云闳再次深深作揖,“下官深知,今日拒婚之举,实乃不识抬举,狂妄至极!不仅辜负阁老拳拳爱子之心,更累及夫人亲劳,奔波辛苦。云家自知罪愆深重,任凭阁老与夫人责罚,绝无怨言!唯祈阁老体恤下官身为人父之私心,怜小女一丝愚顽,宽宥云家此番不情之请。下官在此,代小女及阖家,向阁老、夫人及令公子,深致歉意,万望海涵!”
一旁的云玘亦始终随着父亲的举止而动作,父子二人低头躬身,向周柏与陈夫人致歉。
厅内一时寂静无声,周柏面色沉静,目光落在深深躬着腰的云家父子身上。
倘若云家以门第悬殊之由拒绝,他多少还能反驳一下。可偏偏云家的理由是那姑娘心有所属。

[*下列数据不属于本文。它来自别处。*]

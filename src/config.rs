use std::path::Path;

use tracing::warn;

use crate::ai::{AgentConfig, STATE_SIZE};
use crate::error::ConfigError;
use crate::game::{GameConfig, NUM_ACTIONS};
use crate::training::TrainerConfig;

/// Smallest grid the game accepts on either axis.
const MIN_GRID_SIDE: usize = 5;

/// Top-level application configuration, loadable from TOML.
#[derive(Debug, Clone, Default, serde::Serialize, serde::Deserialize)]
#[serde(default)]
pub struct AppConfig {
    pub agent: AgentConfig,
    pub game: GameConfig,
    pub training: TrainerConfig,
}

impl AppConfig {
    /// Load configuration from a TOML file.
    pub fn load(path: &Path) -> Result<Self, ConfigError> {
        let content = std::fs::read_to_string(path).map_err(|e| ConfigError::FileRead {
            path: path.to_path_buf(),
            source: e,
        })?;
        let config: AppConfig = toml::from_str(&content)?;
        config.validate()?;
        Ok(config)
    }

    /// Load configuration from a TOML file, falling back to defaults if the file
    /// does not exist.
    pub fn load_or_default(path: &Path) -> Result<Self, ConfigError> {
        if path.exists() {
            Self::load(path)
        } else {
            warn!("config file '{}' not found, using defaults", path.display());
            Ok(Self::default())
        }
    }

    /// Validate configuration values.
    pub fn validate(&self) -> Result<(), ConfigError> {
        let agent = &self.agent;
        if agent.input_size != STATE_SIZE {
            return Err(ConfigError::Validation(format!(
                "agent.input_size must be {STATE_SIZE}"
            )));
        }
        if agent.output_size != NUM_ACTIONS {
            return Err(ConfigError::Validation(format!(
                "agent.output_size must be {NUM_ACTIONS}"
            )));
        }
        if agent.hidden_size < 2 {
            return Err(ConfigError::Validation(
                "agent.hidden_size must be >= 2".into(),
            ));
        }
        if agent.learning_rate <= 0.0 {
            return Err(ConfigError::Validation(
                "agent.learning_rate must be > 0".into(),
            ));
        }
        if !(0.0..=1.0).contains(&agent.gamma) {
            return Err(ConfigError::Validation(
                "agent.gamma must be in [0, 1]".into(),
            ));
        }
        if !(0.0..1.0).contains(&agent.dropout) {
            return Err(ConfigError::Validation(
                "agent.dropout must be in [0, 1)".into(),
            ));
        }
        if agent.batch_size == 0 {
            return Err(ConfigError::Validation(
                "agent.batch_size must be > 0".into(),
            ));
        }
        if agent.max_memory == 0 {
            return Err(ConfigError::Validation(
                "agent.max_memory must be > 0".into(),
            ));
        }
        if agent.target_update_freq == 0 {
            return Err(ConfigError::Validation(
                "agent.target_update_freq must be > 0".into(),
            ));
        }
        if agent.max_grad_norm <= 0.0 {
            return Err(ConfigError::Validation(
                "agent.max_grad_norm must be > 0".into(),
            ));
        }
        if agent.epsilon_min < 0 {
            return Err(ConfigError::Validation(
                "agent.epsilon_min must be >= 0".into(),
            ));
        }

        let game = &self.game;
        if game.grid_width < MIN_GRID_SIDE || game.grid_height < MIN_GRID_SIDE {
            return Err(ConfigError::Validation(format!(
                "game grid must be at least {MIN_GRID_SIDE}x{MIN_GRID_SIDE}"
            )));
        }
        if game.initial_snake_length == 0 || game.initial_snake_length > game.grid_width / 2 {
            return Err(ConfigError::Validation(
                "game.initial_snake_length must be in [1, grid_width / 2]".into(),
            ));
        }
        if game.frame_timeout_multiplier == 0 {
            return Err(ConfigError::Validation(
                "game.frame_timeout_multiplier must be > 0".into(),
            ));
        }

        if self.training.mean_improvement_ratio < 1.0 {
            return Err(ConfigError::Validation(
                "training.mean_improvement_ratio must be >= 1".into(),
            ));
        }

        Ok(())
    }

    /// Generate a TOML string with all default values (useful for creating
    /// example config files).
    pub fn default_toml() -> Result<String, toml::ser::Error> {
        toml::to_string_pretty(&AppConfig::default())
    }
}

#[cfg(test)]
mod tests {
    use super::*;
    use std::io::Write;

    #[test]
    fn test_default_config_is_valid() {
        let config = AppConfig::default();
        config.validate().expect("default config should be valid");
    }

    #[test]
    fn test_partial_toml_uses_defaults() {
        let toml_str = r#"
[agent]
learning_rate = 0.0005
"#;
        let config: AppConfig = toml::from_str(toml_str).unwrap();
        assert!((config.agent.learning_rate - 0.0005).abs() < 1e-12);
        // Other fields should be defaults
        assert!((config.agent.gamma - 0.9).abs() < 1e-6);
        assert_eq!(config.agent.batch_size, 1000);
        assert_eq!(config.game.grid_width, 32);
    }

    #[test]
    fn test_empty_toml_uses_all_defaults() {
        let config: AppConfig = toml::from_str("").unwrap();
        assert_eq!(config.agent.max_memory, 100_000);
        assert_eq!(config.agent.epsilon_decay, 80);
        assert_eq!(config.training.num_games, 0);
    }

    #[test]
    fn test_validation_rejects_wrong_input_size() {
        let mut config = AppConfig::default();
        config.agent.input_size = 12;
        assert!(config.validate().is_err());
    }

    #[test]
    fn test_validation_rejects_wrong_output_size() {
        let mut config = AppConfig::default();
        config.agent.output_size = 4;
        assert!(config.validate().is_err());
    }

    #[test]
    fn test_validation_rejects_negative_lr() {
        let mut config = AppConfig::default();
        config.agent.learning_rate = -0.001;
        assert!(config.validate().is_err());
    }

    #[test]
    fn test_validation_rejects_invalid_gamma() {
        let mut config = AppConfig::default();
        config.agent.gamma = 1.5;
        assert!(config.validate().is_err());
    }

    #[test]
    fn test_validation_rejects_full_dropout() {
        let mut config = AppConfig::default();
        config.agent.dropout = 1.0;
        assert!(config.validate().is_err());
    }

    #[test]
    fn test_validation_rejects_zero_batch() {
        let mut config = AppConfig::default();
        config.agent.batch_size = 0;
        assert!(config.validate().is_err());
    }

    #[test]
    fn test_validation_rejects_tiny_grid() {
        let mut config = AppConfig::default();
        config.game.grid_height = 4;
        assert!(config.validate().is_err());
    }

    #[test]
    fn test_validation_rejects_ratio_below_one() {
        let mut config = AppConfig::default();
        config.training.mean_improvement_ratio = 0.9;
        assert!(config.validate().is_err());
    }

    #[test]
    fn test_load_or_default_missing_file() {
        let config = AppConfig::load_or_default(Path::new("nonexistent_config.toml")).unwrap();
        assert_eq!(config.agent.batch_size, 1000);
    }

    #[test]
    fn test_load_from_file() {
        let dir = tempfile::tempdir().unwrap();
        let path = dir.path().join("test_config.toml");
        let mut f = std::fs::File::create(&path).unwrap();
        writeln!(
            f,
            r#"
[training]
num_games = 500

[game]
grid_width = 20
grid_height = 20
"#
        )
        .unwrap();

        let config = AppConfig::load(&path).unwrap();
        assert_eq!(config.training.num_games, 500);
        assert_eq!(config.game.grid_width, 20);
        // Others are defaults
        assert!((config.agent.learning_rate - 0.001).abs() < 1e-12);
    }

    #[test]
    fn test_load_rejects_invalid_file() {
        let dir = tempfile::tempdir().unwrap();
        let path = dir.path().join("bad.toml");
        std::fs::write(&path, "[agent]\ngamma = 2.0\n").unwrap();
        let err = AppConfig::load(&path).unwrap_err();
        assert!(matches!(err, ConfigError::Validation(_)));
    }

    #[test]
    fn test_default_toml_roundtrips() {
        let toml_str = AppConfig::default_toml().unwrap();
        let config: AppConfig = toml::from_str(&toml_str).unwrap();
        config.validate().expect("roundtripped config should be valid");
    }
}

他忆起昨日麟奴跪在跟前请求来云家提亲的情景,当时他就说过云家姑娘已有相知之人。
今日再听云闳这么一番话,便知云家并非借故推拒,实属人家姑娘的心不在麟奴身上,不愿嫁。
既如此,他还能说什么。
强人所难可非君子所为!
面对云家的回绝,陈夫人颇觉意外,看了看周柏,见他微不可察地朝自己摇了下头,陈夫人心中喟叹,然后挂上和煦的笑容打圆场:
“云大夫言重了。儿女姻缘,最讲究一个‘缘’字,强求不得。麟奴那孩子固然千好万好,可云姑娘既已心有所属,这强扭的瓜也不甜。云大夫与夫人为女儿终身计,慎重考量,亦是人之常情。您这番心意,妾身与阁老都明白了。只是……”
她略带歉意地看向周柏,“这媒没保成,倒是妾身辜负了阁老与郡主一番美意了。”
昨日,还是郡主亲自去请的她,无奈却没能促成这段姻缘,当真让人遗憾。
周柏沉默片刻,终于缓缓开口,声音平稳听不出波澜,“云大夫爱女之心,周某理解。婚姻终究要两情相悦方为佳话。既如此,此事便作罢。”
云闳再次弯下腰去,“多谢阁老体恤。令公子对小女恩情,他日若有机会,下官与犬子定当牛作马以作回报。”
云闳话刚一说完,一旁的管事便恭身走至身边附到他耳边轻声说了几句话,云闳内心惊异,却没表露在外,只对管事低声吩咐:
“你先去将人迎至偏厅,好生招待着。”
管事随退下去了。
云闳向周柏与陈夫人赔罪,“下官失礼了,还望阁老与夫人见谅。”
周柏看一眼朝外匆匆而去的云家管事,说道:
“看来云大夫还有事要忙,那我们便也不叨扰了。告辞。”
说完便从座上起身,云闳父子连忙退开一步,云闳道:
“阁老言重了。下官仰幕阁老已久,今日得以亲睹尊容,此生无憾矣。”
这话虽有奉承之意,却也出自真心。
周柏不再接话,举步向外走去,陈夫人也起身跟上。
“下官恭送阁老!恭送夫人!”
云闳与云玘躬身相送。
周柏和陈夫人出了正厅行至前院,正碰上刚才出去的云家管事引着几个人往偏厅的方向走去了。
周柏的目光落在那行人身上,在看到他们身后同样捧着礼盒的几个仆从时,视线稍微一凝,但很快便收回目光,步履从容地继续向外走去。